DAVID BIANCULLI, host:
This is FRESH AIR. I'm David Bianculli of tvworthwatching.com, sitting in for Terry Gross.
Jerry Bock, who wrote the music for such Broadway hits as "Fiorello," "She Loves Me" and "Fiddler on the Roof," died Wednesday of heart failure. He was 81.
Today, to pay tribute, we'll listen back to an interview Terry recorded with Jerry Bock and his songwriting partner, lyricist Sheldon Harnick. They spoke in 2004, the year a new revival of "Fiddler on the Roof" was being produced on Broadway. It starred Alfred Molina as Tevye, the role originated by Zero Mostel. The original production of "Fiddler" opened on Broadway in September, 1964 and ran for 3,3242 performances. Here's how Zero opened that show.
(Soundbite of song, "Tradition")
Mr. ZERO MOSTEL (Actor): (As Tevye) A fiddler on the roof. Sounds crazy, no? But in our little village of Anatevka, you might say every one of us is a fiddler on the roof, trying to scratch out a pleasant, simple tune without breaking his neck. It isn't easy.
You may ask: Why do we stay up there if it's so dangerous?
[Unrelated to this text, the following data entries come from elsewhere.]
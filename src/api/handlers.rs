use crate::api::errors::{api_error, ApiError};
use crate::core::report::{self, TaskOverview, TaskStats};
use crate::core::{NewTask, TaskEngine, TaskStatus, ThemeSummary, WordList};
use crate::provider::Quota;
use axum::http::{StatusCode, Uri};
use axum::{
    extract::{Extension, Path},
    Json,
};
use chrono::{DateTime, Utc};
use serde::{Deserialize, Serialize};
use serde_json::{json, Value};
use std::sync::Arc;

/// Custom vocabulary supplied with a request.
///
/// A flat list is taken as core words.
#[derive(Debug, Deserialize)]
#[serde(untagged)]
pub enum CustomWords {
    Flat(Vec<String>),
    Grouped(WordList),
}

impl From<CustomWords> for WordList {
    fn from(words: CustomWords) -> Self {
        match words {
            CustomWords::Grouped(words) => words,
            CustomWords::Flat(core) => WordList {
                core,
                ..WordList::default()
            },
        }
    }
}

/// Represents the request payload for generating a newspaper
#[derive(Debug, Deserialize)]
pub struct GenerateRequest {
    #[serde(default)]
    pub theme: Option<String>,
    #[serde(default)]
    pub title: Option<String>,
    #[serde(default)]
    pub style: Option<String>,
    #[serde(default)]
    pub custom_words: Option<CustomWords>,
    #[serde(default)]
    pub callback_url: Option<String>,
}

#[derive(Debug, Serialize)]
pub struct GenerateResponse {
    pub task_id: String,
    pub status: TaskStatus,
    pub estimated_time: u64,
    pub message: String,
}

#[derive(Debug, Serialize)]
pub struct TaskResult {
    pub image_url: String,
    pub word_list: Option<WordList>,
    pub prompt_used: String,
}

/// Task state as seen by a polling client
#[derive(Debug, Serialize)]
pub struct TaskResponse {
    pub task_id: String,
    pub status: TaskStatus,
    pub created_at: DateTime<Utc>,
    #[serde(skip_serializing_if = "Option::is_none")]
    pub result: Option<TaskResult>,
    #[serde(skip_serializing_if = "Option::is_none")]
    pub completed_at: Option<DateTime<Utc>>,
    #[serde(skip_serializing_if = "Option::is_none")]
    pub error: Option<String>,
    #[serde(skip_serializing_if = "Option::is_none")]
    pub estimated_time: Option<u64>,
}

#[derive(Debug, Serialize)]
pub struct ThemesResponse {
    pub themes: Vec<ThemeSummary>,
    pub total: usize,
}

#[derive(Debug, Deserialize)]
pub struct WordsBatchRequest {
    #[serde(default)]
    pub theme: Option<String>,
    #[serde(default)]
    pub words: Option<CustomWords>,
}

#[derive(Debug, Serialize)]
pub struct WordsBatchResponse {
    pub message: String,
    pub theme: String,
    pub added_words: WordList,
}

#[derive(Debug, Serialize)]
#[serde(rename_all = "lowercase")]
pub enum HealthStatus {
    Healthy,
    Degraded,
    Unhealthy,
}

#[derive(Debug, Serialize)]
pub struct HealthResponse {
    pub status: HealthStatus,
    pub timestamp: DateTime<Utc>,
    pub quota: Option<Quota>,
    pub active_tasks: usize,
    pub kie_api_configured: bool,
    pub mock_image_generation: bool,
    #[serde(skip_serializing_if = "Option::is_none")]
    pub persistence_error: Option<String>,
}

/// Creates a newspaper task and starts generating it in the background
pub async fn generate(
    Extension(engine): Extension<Arc<TaskEngine>>,
    Json(payload): Json<GenerateRequest>,
) -> Result<Json<GenerateResponse>, ApiError> {
    let created = engine.create_task(NewTask {
        theme: payload.theme.unwrap_or_default(),
        title: payload.title.unwrap_or_default(),
        style: payload.style,
        custom_words: payload.custom_words.map(WordList::from),
        callback_url: payload.callback_url,
    })?;

    Ok(Json(GenerateResponse {
        task_id: created.task_id,
        status: created.status,
        estimated_time: created.estimated_time,
        message: "task created and processing".to_string(),
    }))
}

/// Retrieves a task by id; the shape depends on whether it has finished
pub async fn get_task(
    Path(task_id): Path<String>,
    Extension(engine): Extension<Arc<TaskEngine>>,
) -> Result<Json<TaskResponse>, ApiError> {
    let task = engine.get_task(&task_id)?;

    let mut response = TaskResponse {
        task_id: task.id,
        status: task.status,
        created_at: task.created_at,
        result: None,
        completed_at: None,
        error: None,
        estimated_time: None,
    };
    match task.status {
        TaskStatus::Completed => {
            response.result = task.result_url.map(|image_url| TaskResult {
                image_url,
                word_list: task.word_list,
                prompt_used: task.prompt,
            });
            response.completed_at = task.completed_at;
        }
        TaskStatus::Failed => {
            response.error = task.error;
            response.completed_at = task.completed_at;
        }
        TaskStatus::Processing | TaskStatus::Generating => {
            response.estimated_time = Some(task.estimated_time);
        }
    }

    Ok(Json(response))
}

pub async fn themes(Extension(engine): Extension<Arc<TaskEngine>>) -> Json<ThemesResponse> {
    let themes = engine.themes();
    Json(ThemesResponse {
        total: themes.len(),
        themes,
    })
}

/// Merges custom words into a theme's vocabulary, creating the theme if needed
pub async fn words_batch(
    Extension(engine): Extension<Arc<TaskEngine>>,
    Json(payload): Json<WordsBatchRequest>,
) -> Result<Json<WordsBatchResponse>, ApiError> {
    let theme = payload
        .theme
        .map(|t| t.trim().to_string())
        .filter(|t| !t.is_empty());
    let (theme, words) = match (theme, payload.words) {
        (Some(theme), Some(words)) => (theme, WordList::from(words)),
        _ => {
            return Err(api_error(
                StatusCode::BAD_REQUEST,
                "missing required fields: theme and words are required",
            ))
        }
    };

    engine.add_custom_words(&theme, &words);

    Ok(Json(WordsBatchResponse {
        message: "custom words added".to_string(),
        theme,
        added_words: words,
    }))
}

pub async fn health(Extension(engine): Extension<Arc<TaskEngine>>) -> Json<HealthResponse> {
    let quota = match engine.provider() {
        Some(provider) => provider.check_quota().await,
        None => None,
    };
    let persistence_error = engine.store().persistence_error();
    let active_tasks = engine
        .tasks()
        .iter()
        .filter(|t| t.status.is_active())
        .count();

    let status = if persistence_error.is_some() {
        HealthStatus::Unhealthy
    } else if engine.is_available() {
        HealthStatus::Healthy
    } else {
        HealthStatus::Degraded
    };

    Json(HealthResponse {
        status,
        timestamp: Utc::now(),
        quota,
        active_tasks,
        kie_api_configured: engine.provider().is_some(),
        mock_image_generation: engine.mock_enabled(),
        persistence_error,
    })
}

pub async fn tasks_all(Extension(engine): Extension<Arc<TaskEngine>>) -> Json<TaskOverview> {
    Json(report::overview(&engine.tasks()))
}

pub async fn stats(Extension(engine): Extension<Arc<TaskEngine>>) -> Json<TaskStats> {
    Json(report::stats(&engine.tasks()))
}

/// Service index listing the public endpoints
pub async fn index() -> Json<Value> {
    Json(json!({
        "name": env!("CARGO_PKG_NAME"),
        "version": env!("CARGO_PKG_VERSION"),
        "description": env!("CARGO_PKG_DESCRIPTION"),
        "endpoints": {
            "POST /api/v1/newspaper/generate": "create a newspaper generation task",
            "GET /api/v1/newspaper/task/:task_id": "query task status",
            "GET /api/v1/newspaper/themes": "list supported themes",
            "POST /api/v1/newspaper/words/batch": "add custom words to a theme",
            "GET /api/v1/tasks/all": "list all tasks",
            "GET /api/v1/stats": "task statistics",
            "GET /health": "health check"
        }
    }))
}

pub async fn not_found(uri: Uri) -> ApiError {
    api_error(StatusCode::NOT_FOUND, "endpoint not found")
        .with_message(format!("path {} does not exist", uri.path()))
}
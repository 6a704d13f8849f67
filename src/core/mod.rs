//! Core module containing the task lifecycle
//!
//! This module contains:
//! - The task record and its status machine
//! - The engine that creates tasks and runs their background jobs
//! - The poller that drives a provider job to a terminal state
//! - Callback delivery, prompt building and admin reports

mod callback;
mod engine;
mod poller;
mod prompt;
pub mod report;
mod task;
mod task_state;
mod vocabulary;

pub use callback::*;
pub use engine::*;
pub use poller::*;
pub use prompt::*;
pub use task::*;
pub use task_state::*;
pub use vocabulary::*;
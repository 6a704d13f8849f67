use std::time::Duration;

/// Default Kie.ai endpoint used when `KIE_BASE_URL` is not set
pub const DEFAULT_PROVIDER_BASE_URL: &str = "https://api.kie.ai";

/// Model identifier sent with every generation job
pub const PROVIDER_MODEL: &str = "nano-banana-pro";

/// A4-like portrait ratio used for newspaper posters
pub const NEWSPAPER_ASPECT_RATIO: &str = "3:4";

/// Default aspect ratio for anything that is not a newspaper poster
pub const DEFAULT_ASPECT_RATIO: &str = "1:1";

pub const DEFAULT_RESOLUTION: &str = "2K";

pub const OUTPUT_FORMAT: &str = "png";

/// Delay between two job status queries
pub const DEFAULT_POLL_INTERVAL: Duration = Duration::from_millis(3000);

/// Number of status queries before a job is declared timed out
pub const DEFAULT_POLL_MAX_ATTEMPTS: u32 = 60;

/// Timeout applied to callback deliveries
pub const CALLBACK_TIMEOUT: Duration = Duration::from_secs(10);

pub const DEFAULT_STORE_PATH: &str = ".runtime/tasks.json";

/// Version written into the persisted task document
pub const STORE_FORMAT_VERSION: u32 = 1;

pub const DEFAULT_PORT: u16 = 3000;

/// Estimated processing time reported while running in mock mode, in seconds
pub const MOCK_ESTIMATED_TIME_SECS: u64 = 5;

/// Placeholder image returned by mock generation
pub const MOCK_IMAGE_SVG: &str = r##"<svg xmlns="http://www.w3.org/2000/svg" width="768" height="1024"><rect width="100%" height="100%" fill="#f7f7ff"/><text x="50%" y="45%" dominant-baseline="middle" text-anchor="middle" font-family="Arial" font-size="28" fill="#333">MOCK IMAGE</text><text x="50%" y="52%" dominant-baseline="middle" text-anchor="middle" font-family="Arial" font-size="18" fill="#666">Set KIE_API_KEY for real generation</text></svg>"##;

/// Built-in prompt template for a children's literacy newspaper poster.
///
/// Placeholders: `{{theme}}`, `{{title}}`, `{{core_words}}`, `{{item_words}}`,
/// `{{environment_words}}`.
pub const DEFAULT_PROMPT_TEMPLATE: &str = "Create a vertical A4 children's literacy newspaper (识字小报) poster, bright cartoon style, clean white background.

Theme / scene: {{theme}}
Title at the top, in large playful Chinese characters: 《{{title}}》

Draw one cheerful scene of \"{{theme}}\" that fills the page. Every object listed below must appear in the picture, and each one carries a small rounded label showing its pinyin above its Chinese characters, placed right next to the object:

Core words (large, in the foreground): {{core_words}}
Everyday items (medium, spread around the scene): {{item_words}}
Environment (background details): {{environment_words}}

Requirements:
- Friendly, colorful, kid-safe illustration with thick outlines.
- Labels must be legible, correctly spelled, pinyin with tone marks.
- No extra text besides the title and the labels.";
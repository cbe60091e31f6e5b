//! Engine Telemetry Protocol
//!
//! This crate decodes the telemetry stream emitted by the engine
//! controller over a serial link: 17 signed decimal fields separated by
//! `;`, terminated by LF followed by CR. The stream has no length prefix
//! and no checksum, so the decoder recovers frame boundaries from the
//! terminator alone and resynchronizes after any corrupt or partial input.

mod decoder;
mod error;
mod frame;
mod link;

pub use decoder::{DecoderConfig, DecoderStats, FrameDecoder};
pub use error::{DecodeError, TransportError};
pub use frame::{Channel, Frame, CHANNEL_COUNT};
pub use link::{open_link, resolve_port, LinkConfig};

/// Wire format constants
pub mod wire {
    /// Field separator (`;`)
    pub const FIELD_SEPARATOR: u8 = 59;
    /// Frame terminator: line-feed followed by carriage-return
    pub const TERMINATOR: [u8; 2] = [b'\n', b'\r'];
    /// Baud rate used by the controller firmware
    pub const DEFAULT_BAUD_RATE: u32 = 115_200;
    /// Pending-buffer limit before an unterminated run is discarded
    pub const DEFAULT_MAX_PENDING_BYTES: usize = 4096;
}
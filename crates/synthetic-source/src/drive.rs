//! Driver and Gearbox State Machines

use serde::{Deserialize, Serialize};

/// Selected gear
#[derive(Debug, Clone, Copy, PartialEq, Eq, Serialize, Deserialize)]
pub enum Gear {
    Reverse,
    Neutral,
    Forward(u8),
}

impl Gear {
    /// Value sent on the gear channel (-1 reverse, 0 neutral)
    pub fn as_channel(&self) -> i64 {
        match self {
            Gear::Reverse => -1,
            Gear::Neutral => 0,
            Gear::Forward(n) => *n as i64,
        }
    }
}

/// What the simulated driver is doing
#[derive(Debug, Clone, Copy, PartialEq, Eq, Serialize, Deserialize)]
pub enum DriverPhase {
    /// Stopped, engine idling
    Idle,
    /// Throttle applied towards a target speed
    Accelerate,
    /// Holding speed
    Cruise,
    /// Brake applied until stopped
    Brake,
    /// Backing up slowly in reverse
    Reversing,
}

/// Automatic gearbox driven by engine speed and driver phase
#[derive(Debug, Clone)]
pub struct GearBox {
    gear: Gear,
    max_gear: u8,
    upshift_rpm: f64,
    downshift_rpm: f64,
}

/// Engine rpm per km/h for each forward gear (index 0 unused)
const FORWARD_RATIOS: [f64; 9] = [0.0, 110.0, 65.0, 45.0, 35.0, 28.0, 23.0, 20.0, 17.0];
const REVERSE_RATIO: f64 = 110.0;

impl GearBox {
    /// Create a gearbox in neutral
    pub fn new(max_gear: u8) -> Self {
        Self {
            gear: Gear::Neutral,
            max_gear: max_gear.clamp(1, 8),
            upshift_rpm: 3000.0,
            downshift_rpm: 1300.0,
        }
    }

    pub fn gear(&self) -> Gear {
        self.gear
    }

    pub fn max_gear(&self) -> u8 {
        self.max_gear
    }

    /// Engine rpm per km/h in the current gear (0 in neutral)
    pub fn ratio(&self) -> f64 {
        match self.gear {
            Gear::Reverse => REVERSE_RATIO,
            Gear::Neutral => 0.0,
            Gear::Forward(n) => FORWARD_RATIOS[n as usize],
        }
    }

    /// Apply one step of the shift logic. Returns true on a gear change.
    pub fn update(&mut self, phase: DriverPhase, speed_kmh: f64, rpm: f64) -> bool {
        let stopped = speed_kmh < 1.0;
        let next = match (self.gear, phase) {
            (Gear::Neutral, DriverPhase::Reversing) if stopped => Gear::Reverse,
            (Gear::Neutral, DriverPhase::Accelerate) => Gear::Forward(1),
            (Gear::Reverse, phase) if phase != DriverPhase::Reversing && stopped => Gear::Neutral,
            (Gear::Forward(_), DriverPhase::Idle | DriverPhase::Reversing) if stopped => Gear::Neutral,
            (Gear::Forward(n), _) if rpm > self.upshift_rpm && n < self.max_gear => {
                Gear::Forward(n + 1)
            }
            (Gear::Forward(n), _) if rpm < self.downshift_rpm && n > 1 => Gear::Forward(n - 1),
            (gear, _) => gear,
        };

        let changed = next != self.gear;
        self.gear = next;
        changed
    }
}
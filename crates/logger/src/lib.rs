//! Engine Telemetry Logger
//!
//! Wires the pipeline together: serial link or synthetic source, frame
//! decoder, history store for the live view, and the CSV session log.

use anyhow::{ensure, Context};
use chrono::Local;
use ingest::{Dispatcher, Session, SessionReport, StopReason};
use ring_buffer::HistoryStore;
use std::sync::Arc;
use std::time::Duration;
use storage::{session_log_path, CsvSink, SinkWriter};
use synthetic_source::SyntheticSource;
use telemetry_protocol::{open_link, FrameDecoder};
use tokio::sync::watch;
use tracing::{info, warn, Level};
use tracing_subscriber::FmtSubscriber;

mod render;
mod settings;

pub use render::{fault_labels, fault_text, summarize, Dashboard, FAULT_LABELS};
pub use settings::{AppConfig, LogFormat, DEFAULT_CONFIG_FILE};

/// Initialize logging
pub fn init_logging(level: &str, format: LogFormat) -> anyhow::Result<()> {
    let level = level
        .parse::<Level>()
        .with_context(|| format!("Invalid log_level {:?}", level))?;
    let builder = FmtSubscriber::builder()
        .with_max_level(level)
        .with_target(true);

    let installed = match format {
        LogFormat::Text => tracing::subscriber::set_global_default(builder.finish()),
        LogFormat::Json => tracing::subscriber::set_global_default(builder.json().finish()),
    };
    installed.context("Failed to set tracing subscriber")
}

/// Open the CSV session log. An unwritable log leaves the live view
/// running without a sink.
fn open_sink(config: &AppConfig) -> Option<SinkWriter> {
    if config.no_log {
        info!("CSV logging disabled");
        return None;
    }

    let path = config
        .csv_path
        .clone()
        .unwrap_or_else(|| session_log_path(&config.log_dir, Local::now()));

    match CsvSink::create(&path) {
        Ok(sink) => Some(SinkWriter::spawn(Box::new(sink), config.sink.clone())),
        Err(e) => {
            warn!("Cannot open log {}: {}; continuing without it", path.display(), e);
            None
        }
    }
}

/// Run one logging session until `shutdown` is set, the link fails, or
/// the sink is exhausted.
pub async fn run(config: AppConfig, shutdown: watch::Receiver<bool>) -> anyhow::Result<SessionReport> {
    ensure!(config.history_depth > 0, "history_depth must be at least 1");

    // Link first: nothing is created on disk for a port that cannot open
    let link = if config.demo {
        None
    } else {
        Some(open_link(&config.link).context("Failed to open serial link")?)
    };

    let history = Arc::new(HistoryStore::new(config.history_depth));
    let dispatcher = Dispatcher::new(history.clone(), open_sink(&config));
    let decoder = FrameDecoder::new(config.decoder.clone());
    let mut session = Session::new(dispatcher, decoder, config.session.clone(), shutdown);

    let (render_stop, render_rx) = watch::channel(false);
    let dashboard = Dashboard::new(
        history.clone(),
        Duration::from_millis(config.dashboard_interval_ms),
    );
    let render = tokio::spawn(dashboard.run(
        Duration::from_millis(config.render_interval_ms),
        render_rx,
    ));

    let reason = match link {
        Some(link) => session
            .run_stream(link)
            .await
            .unwrap_or_else(|e| StopReason::Transport(e.to_string())),
        None => {
            let mut source = SyntheticSource::new(config.synthetic.clone());
            session.run_synthetic(&mut source, config.loopback).await
        }
    };

    if let StopReason::Transport(e) = &reason {
        warn!("Link lost: {}", e);
    }

    let report = session.finish(reason).await;

    // Render task is only stopped once the sink is drained
    render_stop.send_replace(true);
    let dashboard = render.await.context("Render task failed")?;
    dashboard.render_final();

    Ok(report)
}
//! Engine Telemetry Logger - Main Entry Point
//!
//! Usage: `telemetry-logger [CONFIG_FILE]`. The config file may also be
//! given through `TELEMETRY_CONFIG`.

use logger::{init_logging, run, AppConfig};
use std::path::PathBuf;
use tokio::sync::watch;
use tracing::{error, info};

#[tokio::main]
async fn main() -> anyhow::Result<()> {
    let config_path = std::env::args_os()
        .nth(1)
        .or_else(|| std::env::var_os("TELEMETRY_CONFIG"))
        .map(PathBuf::from);

    let config = AppConfig::load(config_path.as_deref())?;
    init_logging(&config.log_level, config.log_format)?;

    info!("=== Engine Telemetry Logger v{} ===", env!("CARGO_PKG_VERSION"));
    if config.demo {
        info!("Demo mode: synthetic source every {} ms", config.synthetic.interval_ms);
    }

    let (shutdown_tx, shutdown_rx) = watch::channel(false);
    tokio::spawn(async move {
        match tokio::signal::ctrl_c().await {
            Ok(()) => {
                info!("Ctrl+C received, stopping");
                shutdown_tx.send_replace(true);
            }
            Err(e) => {
                error!("Cannot listen for Ctrl+C: {}", e);
                // Keep the sender alive so the session is not cancelled
                let _keep = shutdown_tx;
                std::future::pending::<()>().await;
            }
        }
    });

    let report = run(config, shutdown_rx).await?;
    info!("Session report: {}", serde_json::to_string(&report)?);

    Ok(())
}
//! Application Configuration
//!
//! Layered with the `config` crate: built-in defaults, then an optional
//! `telemetry-logger.toml`, then an explicit file, then `TELEMETRY_*`
//! environment variables (`__` separates nested keys, e.g.
//! `TELEMETRY_SYNTHETIC__SEED=7`).

use config::{Config, ConfigError, Environment, File};
use ingest::SessionConfig;
use serde::{Deserialize, Serialize};
use std::path::{Path, PathBuf};
use storage::SinkWriterConfig;
use synthetic_source::SyntheticConfig;
use telemetry_protocol::{DecoderConfig, LinkConfig};

/// Config file picked up from the working directory when present
pub const DEFAULT_CONFIG_FILE: &str = "telemetry-logger";

/// Log output format
#[derive(Debug, Clone, Copy, PartialEq, Eq, Serialize, Deserialize)]
#[serde(rename_all = "lowercase")]
pub enum LogFormat {
    Text,
    Json,
}

/// Application configuration
#[derive(Debug, Clone, Serialize, Deserialize)]
#[serde(default)]
pub struct AppConfig {
    /// Use the synthetic source instead of the serial link
    pub demo: bool,
    /// In demo mode, push synthetic frames through the wire decoder
    pub loopback: bool,
    /// Serial link settings
    pub link: LinkConfig,
    /// Explicit CSV path; a timestamped file in `log_dir` otherwise
    pub csv_path: Option<PathBuf>,
    /// Directory for timestamped session logs
    pub log_dir: PathBuf,
    /// Disable the CSV log (live view only)
    pub no_log: bool,
    /// Frames kept for the live view
    pub history_depth: usize,
    /// Snapshot period of the render task (ms)
    pub render_interval_ms: u64,
    /// Minimum period between dashboard lines (ms)
    pub dashboard_interval_ms: u64,
    /// tracing level: trace, debug, info, warn, error
    pub log_level: String,
    pub log_format: LogFormat,
    pub synthetic: SyntheticConfig,
    pub decoder: DecoderConfig,
    pub sink: SinkWriterConfig,
    pub session: SessionConfig,
}

impl Default for AppConfig {
    fn default() -> Self {
        Self {
            demo: false,
            loopback: false,
            link: LinkConfig::default(),
            csv_path: None,
            log_dir: PathBuf::from("./logs"),
            no_log: false,
            history_depth: ring_buffer::DEFAULT_CAPACITY,
            render_interval_ms: 100,
            dashboard_interval_ms: 1000,
            log_level: "info".to_string(),
            log_format: LogFormat::Text,
            synthetic: SyntheticConfig::default(),
            decoder: DecoderConfig::default(),
            sink: SinkWriterConfig::default(),
            session: SessionConfig::default(),
        }
    }
}

impl AppConfig {
    /// Load configuration; `explicit` must exist when given
    pub fn load(explicit: Option<&Path>) -> Result<Self, ConfigError> {
        let mut builder =
            Config::builder().add_source(File::with_name(DEFAULT_CONFIG_FILE).required(false));

        if let Some(path) = explicit {
            builder = builder.add_source(File::from(path).required(true));
        }

        builder
            .add_source(
                Environment::with_prefix("TELEMETRY")
                    .prefix_separator("_")
                    .separator("__")
                    .try_parsing(true),
            )
            .build()?
            .try_deserialize()
    }
}

#[cfg(test)]
mod tests {
    use super::*;
    use std::fs;

    #[test]
    fn test_defaults() {
        let config = AppConfig::default();
        assert!(!config.demo);
        assert_eq!(config.history_depth, 2000);
        assert_eq!(config.link.baud_rate, 115_200);
        assert_eq!(config.log_dir, PathBuf::from("./logs"));
        assert_eq!(config.synthetic.interval_ms, 50);
        assert_eq!(config.decoder.max_pending_bytes, 4096);
    }

    #[test]
    fn test_load_from_file() {
        let dir = std::env::temp_dir().join(format!("telemetry-settings-{}", std::process::id()));
        fs::create_dir_all(&dir).unwrap();
        let path = dir.join("logger.toml");
        fs::write(
            &path,
            r#"
demo = true
history_depth = 1200
log_format = "json"

[link]
port = "/dev/ttyACM0"

[synthetic]
seed = 99

[session]
max_consecutive_sink_failures = 25
"#,
        )
        .unwrap();

        let config = AppConfig::load(Some(&path)).unwrap();
        assert!(config.demo);
        assert_eq!(config.history_depth, 1200);
        assert_eq!(config.log_format, LogFormat::Json);
        assert_eq!(config.link.port.as_deref(), Some("/dev/ttyACM0"));
        assert_eq!(config.link.baud_rate, 115_200);
        assert_eq!(config.synthetic.seed, 99);
        assert_eq!(config.synthetic.max_gear, 8);
        assert_eq!(config.session.max_consecutive_sink_failures, Some(25));

        fs::remove_dir_all(&dir).ok();
    }

    #[test]
    fn test_missing_explicit_file_is_an_error() {
        let path = std::env::temp_dir().join("telemetry-settings-does-not-exist.toml");
        assert!(AppConfig::load(Some(&path)).is_err());
    }
}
We stay because Anatevka's our home. And how do we keep our balance? That I can tell you in one word: Tradition.
Unidentified People (Actors): (As characters) (Singing) Tradition, tradition, tradition. Tradition, tradition, tradition.
GROSS: Jerry Bock, when you were writing the music for "Fiddler on the Roof," how Jewish did you want the music to sound? How much did you want it to sound like klezmer music, and how much did you want it to sound like Broadway music?
Mr. JERRY BOCK (Composer, "Fiddler on the Roof"): It never entered my mind in either case. I knew the ambience was going to be Russian and that it took place in a shtetl, but I had no compulsion to research either early klezmer or particularly Russian music at the turn of that century or just before the turn of the century.
What happened was that for some inexplicable reason, the music that I hadn't been able to write with all our shows was something that I had silently deposited in my creative mind. And the opportunity to now express myself with that kind of music just opened up a flood of possibilities for me.
GROSS: So let's hear Zero Mostel from the original cast recording, doing "If I Were a Rich Man."
(Soundbite of song, "If I Were a Rich Man")
Mr. MOSTEL: (As Tevye) Dear God, you made many, many poor people. I realize of course that it's no shame to be poor, but it's no great honor either. So what would have been so terrible if I had a small fortune?
(Singing) If I were a rich man (unintelligible) all day long I'd (unintelligible) if I were a wealthy man. I wouldn't have to work hard, (unintelligible). If I were a bitty-bitty rich (unintelligible) man.
I'd build a big tall house with rooms by the dozen right in the middle of the town, a fine tin roof with real wooden floors below. There would be one long staircase just going up and one even longer coming down and one more leading nowhere just for show.
I'd fill my yard with chicks and turkeys and geese and ducks for the town to see and here, squawking just as noisily as they can. And each loud (makes animal noises) will land like a trumpet on the ears, as if to say here lives a wealthy man.
If I were a rich man (unintelligible), all day long I'd (unintelligible), if I were a wealthy man. I wouldn't have to work hard, (unintelligible). If I were a bitty-bitty rich, (unintelligible) man.
I see my wife...
GROSS: Sheldon Harnick, the yiddle-deedle-diggi-diggi-do(ph) part, did you actually write out the syllables that you wanted Zero Mostel to sing?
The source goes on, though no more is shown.